§ **WHAT YOU WILL DO**: After locating the line that contains "let defines = ctx.defines.control_ratio;" in the data below, set down exactly that line and each one after it through the line that contains "let Some(decomposed_at) = ctx.cross_tick.decomposition_tick", and nothing more.

§ **EXERCISE INPUT**:

*** Block opens ***

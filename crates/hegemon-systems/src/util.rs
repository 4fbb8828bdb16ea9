//! Small numeric helpers shared by the systems.

/// Clamp a value into `[0, 1]`.
pub(crate) fn unit(value: f64) -> f64 {
    value.clamp(0.0, 1.0)
}

/// Standard logistic function.
pub(crate) fn sigmoid(x: f64) -> f64 {
    1.0 / (1.0 + (-x).exp())
}

/// A head count as a float.
#[allow(clippy::cast_precision_loss)]
pub(crate) fn as_real(count: u64) -> f64 {
    count as f64
}

/// `floor(count * rate)`, clamped to `[0, count]`.
#[allow(clippy::cast_possible_truncation, clippy::cast_sign_loss)]
pub(crate) fn portion(count: u64, rate: f64) -> u64 {
    let raw = (as_real(count) * rate).floor();
    if raw <= 0.0 {
        0
    } else {
        (raw as u64).min(count)
    }
}
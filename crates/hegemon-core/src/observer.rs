//! Read-only hooks into a simulation run.
//!
//! A [`SimulationObserver`] is notified once when a run starts, after every
//! committed tick, and once when the run ends. Observers never mutate the
//! world; anything they learn they keep to themselves. The
//! [`Simulation`](crate::Simulation) facade isolates their failures.
//!
//! Observers are owned by the facade. To read results back after the run,
//! register an `Rc<RefCell<T>>` and keep a clone of the handle.

use std::cell::RefCell;
use std::rc::Rc;

use hegemon_systems::SimulationConfig;
use hegemon_types::{SimulationEvent, WorldState};

use crate::error::ObserverError;

/// Lifecycle hooks for a simulation run.
///
/// Every hook defaults to a no-op.
pub trait SimulationObserver {
    /// Stable name used in logs.
    fn name(&self) -> &'static str;

    /// Called before the first tick is advanced.
    fn on_simulation_start(
        &mut self,
        _initial: &WorldState,
        _config: &SimulationConfig,
    ) -> Result<(), ObserverError> {
        Ok(())
    }

    /// Called after each committed tick with the snapshots on both sides.
    fn on_tick(&mut self, _previous: &WorldState, _current: &WorldState) -> Result<(), ObserverError> {
        Ok(())
    }

    /// Called once when the run is ended.
    fn on_simulation_end(&mut self, _final_state: &WorldState) -> Result<(), ObserverError> {
        Ok(())
    }
}

impl<T: SimulationObserver> SimulationObserver for Rc<RefCell<T>> {
    fn name(&self) -> &'static str {
        self.try_borrow().map_or("shared observer", |inner| inner.name())
    }

    fn on_simulation_start(
        &mut self,
        initial: &WorldState,
        config: &SimulationConfig,
    ) -> Result<(), ObserverError> {
        borrow(self)?.on_simulation_start(initial, config)
    }

    fn on_tick(&mut self, previous: &WorldState, current: &WorldState) -> Result<(), ObserverError> {
        borrow(self)?.on_tick(previous, current)
    }

    fn on_simulation_end(&mut self, final_state: &WorldState) -> Result<(), ObserverError> {
        borrow(self)?.on_simulation_end(final_state)
    }
}

fn borrow<T: SimulationObserver>(
    shared: &Rc<RefCell<T>>,
) -> Result<std::cell::RefMut<'_, T>, ObserverError> {
    shared.try_borrow_mut().map_err(|_| ObserverError::Busy {
        observer: shared.name().to_owned(),
    })
}

/// Events appended between two consecutive snapshots.
pub fn tick_events<'a>(previous: &WorldState, current: &'a WorldState) -> &'a [SimulationEvent] {
    current
        .events
        .get(previous.events.len()..)
        .unwrap_or_default()
}
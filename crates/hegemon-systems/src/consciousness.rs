//! Consciousness bifurcation under economic crisis.
//!
//! A class that loses a large enough share of its wealth between ticks
//! becomes agitated. Where does that agitation go? If solidarity edges bring
//! class-conscious influence in, agitation becomes class consciousness;
//! otherwise it becomes national identity, amplified by loss aversion.
//!
//! ```text
//! loss_ratio = (previous - wealth) / previous
//! pressure   = sum(incoming solidarity strength * source consciousness)
//! pressure > 0  => consciousness += agitation * routing_rate * min(pressure, 1)
//! pressure == 0 => national_identity += agitation * routing_rate * loss_aversion
//! ```

use hegemon_graph::WorkingGraph;
use hegemon_types::EdgeType;
use tracing::debug;

use crate::error::SystemError;
use crate::system::{StepContext, System};
use crate::util::unit;

/// Routes crisis agitation into class consciousness or national identity.
#[derive(Debug, Clone, Copy, Default)]
pub struct ConsciousnessSystem;

impl System for ConsciousnessSystem {
    fn name(&self) -> &'static str {
        "consciousness"
    }

    fn step(&self, graph: &mut WorkingGraph, ctx: &mut StepContext<'_>) -> Result<(), SystemError> {
        let defines = ctx.defines.consciousness;

        for id in graph.entity_ids() {
            let Some(entity) = graph.entity(&id) else {
                continue;
            };
            if !entity.active {
                continue;
            }
            let wealth = entity.wealth;

            let loss_ratio = ctx
                .cross_tick
                .previous_wealth
                .get(&id)
                .copied()
                .filter(|&previous| previous > 0.0 && wealth < previous)
                .map(|previous| (previous - wealth) / previous);
            let crisis = loss_ratio.filter(|&ratio| ratio >= defines.crisis_threshold);

            let pressure: f64 = graph
                .incoming(&id, EdgeType::Solidarity)
                .filter_map(|edge| {
                    graph
                        .entity(&edge.source_id)
                        .filter(|source| source.active)
                        .map(|source| edge.solidarity_strength * source.ideology.class_consciousness)
                })
                .sum();

            let entity = graph
                .require_entity_mut(&id)
                .map_err(|e| SystemError::graph(self.name(), e))?;
            let ideology = &mut entity.ideology;

            if let Some(ratio) = crisis {
                ideology.agitation = unit(ideology.agitation + ratio * defines.agitation_gain);
                if pressure > 0.0 {
                    ideology.class_consciousness +=
                        ideology.agitation * defines.routing_rate * pressure.min(1.0);
                } else {
                    ideology.national_identity +=
                        ideology.agitation * defines.routing_rate * defines.loss_aversion;
                }
                debug!(
                    tick = ctx.tick,
                    entity = %id,
                    loss_ratio = ratio,
                    pressure,
                    "crisis agitation routed"
                );
            } else {
                ideology.agitation *= 1.0 - defines.agitation_decay;
            }

            ideology.class_consciousness -= defines.baseline_drift;
            ideology.national_identity -= defines.baseline_drift;
            ideology.clamp();

            ctx.cross_tick.previous_wealth.insert(id, wealth);
        }
        Ok(())
    }
}

#[cfg(test)]
mod tests {
    use super::*;
    use crate::testing::Harness;
    use hegemon_graph::project;
    use hegemon_types::{NodeId, Relationship, SocialClass, SocialRole, WorldState};

    fn two_workers() -> WorldState {
        WorldState::new()
            .with_entity(
                SocialClass::new("C001", "Organizer", SocialRole::PeripheryProletariat)
                    .with_wealth(10.0)
                    .with_consciousness(0.9),
            )
            .with_entity(
                SocialClass::new("C002", "Connected", SocialRole::PeripheryProletariat)
                    .with_wealth(50.0)
                    .with_consciousness(0.2),
            )
            .with_entity(
                SocialClass::new("C003", "Isolated", SocialRole::PeripheryProletariat)
                    .with_wealth(50.0)
                    .with_consciousness(0.2),
            )
            .with_relationship(
                Relationship::new("C001", "C002", EdgeType::Solidarity).with_strength(0.9),
            )
    }

    fn seed_previous(harness: &mut Harness) {
        for id in ["C001", "C002", "C003"] {
            harness.cross_tick.previous_wealth.insert(NodeId::from(id), 100.0);
        }
    }

    #[test]
    fn first_observation_is_never_a_crisis() {
        let mut graph = project(&two_workers());
        let mut harness = Harness::new();
        assert!(harness.run(&ConsciousnessSystem, &mut graph, 0).is_ok());
        let isolated = graph.entity(&NodeId::from("C003"));
        assert!(isolated.is_some_and(|e| e.ideology.agitation < 1e-12));
        assert_eq!(harness.cross_tick.previous_wealth.len(), 3);
    }

    #[test]
    fn solidarity_routes_crisis_into_class_consciousness() {
        let mut graph = project(&two_workers());
        let mut harness = Harness::new();
        seed_previous(&mut harness);
        assert!(harness.run(&ConsciousnessSystem, &mut graph, 1).is_ok());

        let connected = graph.entity(&NodeId::from("C002")).map(|e| e.ideology);
        let isolated = graph.entity(&NodeId::from("C003")).map(|e| e.ideology);
        let (Some(connected), Some(isolated)) = (connected, isolated) else {
            return;
        };
        assert!(connected.class_consciousness > isolated.class_consciousness);
        assert!(isolated.national_identity > connected.national_identity);
        assert!(connected.agitation > 0.0);
    }

    #[test]
    fn calm_ticks_decay_agitation() {
        let mut state = two_workers();
        if let Some(worker) = state.entities.get_mut(&NodeId::from("C003")) {
            worker.ideology.agitation = 0.5;
        }
        let mut graph = project(&state);
        let mut harness = Harness::new();
        harness.cross_tick.previous_wealth.insert(NodeId::from("C003"), 50.0);
        assert!(harness.run(&ConsciousnessSystem, &mut graph, 1).is_ok());
        let agitation = graph.entity(&NodeId::from("C003")).map(|e| e.ideology.agitation);
        assert!(agitation.is_some_and(|a| (a - 0.45).abs() < 1e-9));
    }
}
//! Error types for the `hegemon-graph` crate.

use hegemon_types::NodeId;

/// Errors that can occur during working-graph operations.
#[derive(Debug, thiserror::Error)]
pub enum GraphError {
    /// A social-class node required by the caller is missing.
    #[error("entity not found: {0}")]
    EntityNotFound(NodeId),

    /// A territory node required by the caller is missing.
    #[error("territory not found: {0}")]
    TerritoryNotFound(NodeId),

    /// The graph could not be encoded or decoded as JSON.
    #[error("graph serialization failed: {source}")]
    Json {
        /// The underlying serde error.
        #[from]
        source: serde_json::Error,
    },
}
//! Wealth conservation audit for the economic circuit.
//!
//! Extraction, tribute, and wages only move wealth between classes, so the
//! total held by all classes must be identical before and after them. The
//! subsidy phase converts wealth into repression and is excluded.
//!
//! ```text
//! |total_after - total_before| <= tolerance
//! ```

use hegemon_graph::WorkingGraph;

/// The result of a conservation check.
#[derive(Debug, Clone, Copy, PartialEq)]
pub enum ConservationResult {
    /// Totals match within tolerance.
    Balanced,
    /// Wealth appeared or vanished.
    Violated {
        /// Total before the audited flows.
        before: f64,
        /// Total after the audited flows.
        after: f64,
    },
}

/// Sum of wealth across every class node, living or not.
pub fn total_wealth(graph: &WorkingGraph) -> f64 {
    graph.entities().map(|e| e.wealth).sum()
}

/// Compare two totals against an absolute tolerance.
pub fn verify_conservation(before: f64, after: f64, tolerance: f64) -> ConservationResult {
    if (after - before).abs() <= tolerance {
        ConservationResult::Balanced
    } else {
        ConservationResult::Violated { before, after }
    }
}
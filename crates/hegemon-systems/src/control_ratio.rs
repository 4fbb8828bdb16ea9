//! Control ratio and the terminal bifurcation.
//!
//! After decomposition the carceral state must hold the internal
//! proletariat with the enforcers it has. Once `crisis_delay` ticks have
//! passed, prisoners are compared against enforcer capacity; if they exceed
//! it the control-ratio crisis fires once. `decision_delay` ticks later the
//! system resolves: an organized prisoner class makes revolution, an
//! atomized one is exterminated.
//!
//! The progression lives in [`ControlRatioPhase`] on the cross-tick context
//! and only moves forward.

use hegemon_graph::WorkingGraph;
use hegemon_types::{SimulationEvent, SocialRole, TerminalOutcome};
use tracing::info;

use crate::context::ControlRatioPhase;
use crate::error::SystemError;
use crate::system::{StepContext, System};
use crate::util::as_real;

/// Drives the `Dormant -> CrisisDetected -> Decided` state machine.
#[derive(Debug, Clone, Copy, Default)]
pub struct ControlRatioSystem;

impl System for ControlRatioSystem {
    fn name(&self) -> &'static str {
        "control_ratio"
    }

    fn step(&self, graph: &mut WorkingGraph, ctx: &mut StepContext<'_>) -> Result<(), SystemError> {
        let defines = ctx.defines.control_ratio;
        match ctx.cross_tick.control_ratio {
            ControlRatioPhase::Decided { .. } => {}
            ControlRatioPhase::Dormant => {
                let Some(decomposed_at) = ctx.cross_tick.decomposition_tick else {
                    return Ok(());
                };
                if ctx.tick.saturating_sub(decomposed_at) < defines.crisis_delay {
                    return Ok(());
                }
                let prisoners = population_of(graph, SocialRole::InternalProletariat);
                let enforcers = population_of(graph, SocialRole::CarceralEnforcer);
                let capacity = enforcers.saturating_mul(defines.capacity_per_guard);
                if prisoners > capacity {
                    info!(tick = ctx.tick, prisoners, enforcers, capacity, "control ratio exceeded");
                    ctx.cross_tick.control_ratio = ControlRatioPhase::CrisisDetected { tick: ctx.tick };
                    ctx.bus.publish(SimulationEvent::ControlRatioCrisis {
                        tick: ctx.tick,
                        prisoner_population: prisoners,
                        enforcer_population: enforcers,
                        capacity_per_guard: defines.capacity_per_guard,
                    });
                }
            }
            ControlRatioPhase::CrisisDetected { tick: crisis_tick } => {
                if ctx.tick.saturating_sub(crisis_tick) < defines.decision_delay {
                    return Ok(());
                }
                let average_organization = weighted_organization(graph);
                let outcome = if average_organization >= defines.revolution_threshold {
                    TerminalOutcome::Revolution
                } else {
                    TerminalOutcome::Genocide
                };
                self.resolve_decompositions(graph, ctx.tick)?;

                info!(tick = ctx.tick, %outcome, average_organization, "terminal decision");
                ctx.cross_tick.control_ratio = ControlRatioPhase::Decided {
                    tick: ctx.tick,
                    outcome,
                };
                ctx.bus.publish(SimulationEvent::TerminalDecision {
                    tick: ctx.tick,
                    outcome,
                    average_organization,
                });
            }
        }
        Ok(())
    }
}

impl ControlRatioSystem {
    /// Close the decomposition latches of every aristocracy that split.
    fn resolve_decompositions(&self, graph: &mut WorkingGraph, tick: u64) -> Result<(), SystemError> {
        let decomposed: Vec<_> = graph
            .entities()
            .filter(|e| e.role == SocialRole::LaborAristocracy && e.decomposition.has_fired())
            .map(|e| e.id.clone())
            .collect();
        for id in decomposed {
            let class = graph
                .require_entity_mut(&id)
                .map_err(|e| SystemError::graph(self.name(), e))?;
            class.decomposition.resolve(tick);
        }
        Ok(())
    }
}

/// Total population of living classes with `role`.
fn population_of(graph: &WorkingGraph, role: SocialRole) -> u64 {
    graph
        .entities()
        .filter(|e| e.active && e.role == role)
        .fold(0_u64, |total, e| total.saturating_add(e.population))
}

/// Population-weighted organization of the living internal proletariat.
fn weighted_organization(graph: &WorkingGraph) -> f64 {
    let (weighted, population) = graph
        .entities()
        .filter(|e| e.active && e.role == SocialRole::InternalProletariat)
        .fold((0.0, 0_u64), |(weighted, population), e| {
            (
                weighted + e.organization * as_real(e.population),
                population.saturating_add(e.population),
            )
        });
    if population == 0 {
        0.0
    } else {
        weighted / as_real(population)
    }
}

#[cfg(test)]
mod tests {
    use super::*;
    use crate::testing::Harness;
    use hegemon_graph::project;
    use hegemon_types::{EventKind, SocialClass, WorldState};

    fn carceral(prisoners: u64, enforcers: u64, organization: f64) -> WorldState {
        WorldState::new()
            .with_entity(
                SocialClass::new("C005", "Enforcers", SocialRole::CarceralEnforcer)
                    .with_population(enforcers),
            )
            .with_entity(
                SocialClass::new("C006", "Prisoners", SocialRole::InternalProletariat)
                    .with_population(prisoners)
                    .with_organization(organization),
            )
    }

    fn run_ticks(harness: &mut Harness, graph: &mut WorkingGraph, ticks: std::ops::Range<u64>) {
        for tick in ticks {
            assert!(harness.run(&ControlRatioSystem, graph, tick).is_ok());
        }
    }

    #[test]
    fn dormant_without_decomposition() {
        let mut graph = project(&carceral(1_000, 1, 0.9));
        let mut harness = Harness::new();
        run_ticks(&mut harness, &mut graph, 0..20);
        assert!(harness.bus.pending().is_empty());
    }

    #[test]
    fn organized_prisoners_make_revolution() {
        let mut graph = project(&carceral(700, 100, 0.6));
        let mut harness = Harness::new();
        harness.cross_tick.decomposition_tick = Some(0);
        run_ticks(&mut harness, &mut graph, 0..20);

        assert_eq!(harness.count(EventKind::ControlRatioCrisis), 1);
        assert_eq!(harness.count(EventKind::TerminalDecision), 1);
        assert_eq!(harness.cross_tick.terminal_outcome(), Some(TerminalOutcome::Revolution));
        // crisis at crisis_delay (2), decision decision_delay (3) later
        assert_eq!(
            harness.cross_tick.control_ratio,
            ControlRatioPhase::Decided {
                tick: 5,
                outcome: TerminalOutcome::Revolution
            }
        );
    }

    #[test]
    fn atomized_prisoners_face_genocide() {
        let mut graph = project(&carceral(700, 100, 0.2));
        let mut harness = Harness::new();
        harness.cross_tick.decomposition_tick = Some(0);
        run_ticks(&mut harness, &mut graph, 0..20);
        assert_eq!(harness.cross_tick.terminal_outcome(), Some(TerminalOutcome::Genocide));
    }

    #[test]
    fn threshold_organization_is_enough_for_revolution() {
        let mut graph = project(&carceral(700, 100, 0.5));
        let mut harness = Harness::new();
        harness.cross_tick.decomposition_tick = Some(0);
        run_ticks(&mut harness, &mut graph, 0..20);
        assert_eq!(harness.cross_tick.terminal_outcome(), Some(TerminalOutcome::Revolution));
    }

    #[test]
    fn contained_prisoners_trigger_nothing() {
        let mut graph = project(&carceral(400, 100, 0.9));
        let mut harness = Harness::new();
        harness.cross_tick.decomposition_tick = Some(0);
        run_ticks(&mut harness, &mut graph, 0..20);
        assert_eq!(harness.count(EventKind::ControlRatioCrisis), 0);
        assert_eq!(harness.cross_tick.control_ratio, ControlRatioPhase::Dormant);
    }
}
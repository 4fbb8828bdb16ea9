//! Consciousness transmission along solidarity edges.
//!
//! Consciousness flows from the more conscious end of a solidarity edge to
//! the less conscious end, proportional to edge strength and the gap. All
//! deltas are computed from the start-of-phase values and applied together,
//! so edge order never changes the result.

use std::collections::BTreeMap;

use hegemon_graph::WorkingGraph;
use hegemon_types::{EdgeType, EntityId, SimulationEvent};
use tracing::info;

use crate::error::SystemError;
use crate::system::{StepContext, System};
use crate::util::unit;

/// Spreads class consciousness across solidarity bonds.
#[derive(Debug, Clone, Copy, Default)]
pub struct SolidaritySystem;

impl System for SolidaritySystem {
    fn name(&self) -> &'static str {
        "solidarity_transmission"
    }

    fn step(&self, graph: &mut WorkingGraph, ctx: &mut StepContext<'_>) -> Result<(), SystemError> {
        let defines = ctx.defines.solidarity;
        let mut gains: BTreeMap<EntityId, f64> = BTreeMap::new();
        let mut transmissions = Vec::new();

        for index in graph.edge_indices(EdgeType::Solidarity) {
            let Some(edge) = graph.edge(index) else {
                continue;
            };
            let strength = edge.solidarity_strength;
            if strength <= 0.0 {
                continue;
            }
            let (Some(source), Some(target)) =
                (graph.entity(&edge.source_id), graph.entity(&edge.target_id))
            else {
                continue;
            };
            if !source.active || !target.active {
                continue;
            }
            let gap = source.ideology.class_consciousness - target.ideology.class_consciousness;
            if gap <= 0.0 {
                continue;
            }

            let delta = defines.transmission_rate * strength * gap;
            let gain = gains.entry(target.id.clone()).or_insert(0.0);
            *gain += delta;
            if delta >= defines.min_transmission {
                transmissions.push((index, source.id.clone(), target.id.clone(), delta));
            }
        }

        for (index, source_id, target_id, delta) in transmissions {
            if let Some(edge) = graph.edge_mut(index) {
                edge.value_flow = delta;
            }
            ctx.bus.publish(SimulationEvent::ConsciousnessTransmission {
                tick: ctx.tick,
                source_id,
                target_id,
                delta,
            });
        }

        for (id, gain) in gains {
            let entity = graph
                .require_entity_mut(&id)
                .map_err(|e| SystemError::graph(self.name(), e))?;
            let before = entity.ideology.class_consciousness;
            let after = unit(before + gain);
            entity.ideology.class_consciousness = after;

            let threshold = defines.mass_awakening_threshold;
            if before < threshold && after >= threshold {
                info!(tick = ctx.tick, entity = %id, consciousness = after, "mass awakening");
                ctx.bus.publish(SimulationEvent::MassAwakening {
                    tick: ctx.tick,
                    entity_id: id,
                    class_consciousness: after,
                });
            }
        }
        Ok(())
    }
}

*** Block closes ***

§ **SOLUTION FOR THIS PROBLEM**:
        let defines = ctx.defines.control_ratio;
        match ctx.cross_tick.control_ratio {
            ControlRatioPhase::Decided { .. } => {}
            ControlRatioPhase::Dormant => {
                let Some(decomposed_at) = ctx.cross_tick.decomposition_tick else {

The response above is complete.